It’s mid to late March and the seeding has begun. There is a lot to do on the business side as well. After 20 years in marketing I know what has to be done, but to be honest I’m finding it hard to concentrate. I just want to get my little seedlings going. On the go already are some greens that will be grown in the greenhouse floor and roughly 3000 onions and leeks from seed. The cold nights have been rough but with a little thought and a new -old fashion barrel stove things are coming up.
It does mean heading out to the Greenhouse at midnight and staying to 1 or 2 in the am to get the stove both going and then loaded and damped off.
Maybe it’s the sleep deprivation or maybe it’s the meditation-like process of planting 300 plus seeds one at a time, but it allows time to think and the mind wanders.
Sometimes it’s how to save the world, or the state of the Toronto Maple Leafs (don’t get me started # FREE JAMES REIMER) but usually it’s more important and/or achievable – from planting to understanding what needs to be done, to remembering people and important moments that really didn’t seem all that important at the time. I’m blessed and cursed with a very good memory; blessed because I remember things from my childhood right down to certain conversations but also cursed because I remember things from my childhood right down to other certain conversations. Remembering days of propping an old barn board up against a building as a slide – it was a great slide – and then remembering the large splinter I got from that barn board that had to be dug out with a sewing needle and no, it wasn’t in my hand.
One of the things that came to me this week was triggered by a few events. On the business side one thing I’m trying to do is create/collect recipes for some of the different vegetables. I have planted a bunch (couple hundred and counting) of rapine plants and I reached out to my Auntie Fanny for a recipe. She was nice enough with a little help from my Auntie Denise to send one over. So there will be a rapine recipe coming but it got me to thinking. I remember my Auntie Fanny around the farm. She and Uncle Joe lived in the city but came out quite a bit when I was small. As the eldest daughter she always had advice to give. But what I remembered today was a simple exchange; as kids we didn’t talk to the adults that much but on this day I was walking in the field with Auntie Fanny. I really don’t remember where we were going but this is the conversation as I remember. I think I was 5 or 6 at the time.
Auntie Fanny: Christopher, what do you want to be when you grow up?
Me: I want to be a doctor (with conviction).
Auntie Fanny: That’s a lot of work, but if you want to then that’s what you do.
It was that simple and until today I had forgotten that conversation and what it has meant to me.
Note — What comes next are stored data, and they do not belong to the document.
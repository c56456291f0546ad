use std::borrow::Borrow;
use std::fmt::{self, Debug, Display, Formatter};
use std::ops::Deref;
use std::rc::Rc;

use super::InvalidNameError;

/// A name, as stored in a [`Registry`](super::Registry).
///
/// A Name itself is just a cheaply clonable string. Validation happens when a name is assigned
/// to an instance, using the [`NameFormat`] of the registry.
#[derive(Clone, PartialEq, Eq, Hash, PartialOrd, Ord)]
pub struct Name(Rc<str>);

impl Name {
    pub fn as_str(&self) -> &str {
        &self.0
    }
}

impl Deref for Name {
    type Target = str;

    fn deref(&self) -> &str {
        &self.0
    }
}

impl Borrow<str> for Name {
    fn borrow(&self) -> &str {
        &self.0
    }
}

impl AsRef<str> for Name {
    fn as_ref(&self) -> &str {
        &self.0
    }
}

impl From<&str> for Name {
    fn from(value: &str) -> Self {
        Name(Rc::from(value))
    }
}

impl From<String> for Name {
    fn from(value: String) -> Self {
        Name(Rc::from(value))
    }
}

impl PartialEq<str> for Name {
    fn eq(&self, other: &str) -> bool {
        &*self.0 == other
    }
}

impl PartialEq<&str> for Name {
    fn eq(&self, other: &&str) -> bool {
        &*self.0 == *other
    }
}

impl Display for Name {
    fn fmt(&self, f: &mut Formatter<'_>) -> fmt::Result {
        write!(f, "{}", self.0)
    }
}

impl Debug for Name {
    fn fmt(&self, f: &mut Formatter<'_>) -> fmt::Result {
        write!(f, ":{}", self.0)
    }
}

/// The rule a candidate has to satisfy before it can be bound to an instance.
#[derive(Debug, Clone, Copy, Default, PartialEq, Eq)]
pub enum NameFormat {
    /// The first character is an uppercase letter, followed by letters, digits or underscores.
    /// This mirrors the rules for constant identifiers and is the default.
    #[default]
    Constant,
    /// Any non-empty name without whitespace.
    Any,
    /// A user supplied predicate.
    Custom(fn(&str) -> bool),
}

impl NameFormat {
    /// Returns true if `name` satisfies this format.
    pub fn accepts(&self, name: &str) -> bool {
        match self {
            NameFormat::Constant => {
                let mut chars = name.chars();
                match chars.next() {
                    Some(first) if first.is_uppercase() => {
                        chars.all(|c| c.is_alphanumeric() || c == '_')
                    },
                    _ => false,
                }
            },
            NameFormat::Any => !name.is_empty() && !name.chars().any(char::is_whitespace),
            NameFormat::Custom(predicate) => predicate(name),
        }
    }

    pub(crate) fn validate(&self, name: &str) -> Result<Name, InvalidNameError> {
        if self.accepts(name) {
            Ok(Name::from(name))
        } else {
            Err(InvalidNameError {
                name: name.into(),
                format: *self,
            })
        }
    }

    pub(crate) const fn describe(&self) -> &'static str {
        match self {
            NameFormat::Constant => "an uppercase letter followed by letters, digits or '_'",
            NameFormat::Any => "a non-empty name without whitespace",
            NameFormat::Custom(_) => "the registry's custom name format",
        }
    }
}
I tried to live that dream. Throughout grade school and high school right into university my eyes were on that bar. But somewhere along the way that little boy stopped listening to himself and started listening to teachers and others around him telling him he couldn’t and that he needed a backup plan. Added to that there was a learning disability that wasn’t diagnosed until well after I left school and I started to believe these people. This is not to say I blame anyone; I believe we make decisions for ourselves and I chose to give up on that dream.
I chose to let that little boy down. I’m not going to do it again, I’ve already started to hear the, “well you can’t do that much by yourself” or “well, if you did something else you could have more stuff. You can’t make any money doing that…”
Well this is the choice and this is what I’m doing. That little boy has never been happier and I’m not going to let him down again.
Yes, Auntie Fanny, I know it’s a lot of work but it’s what I want so I’m going to do it. Thank you for the love and support then and now.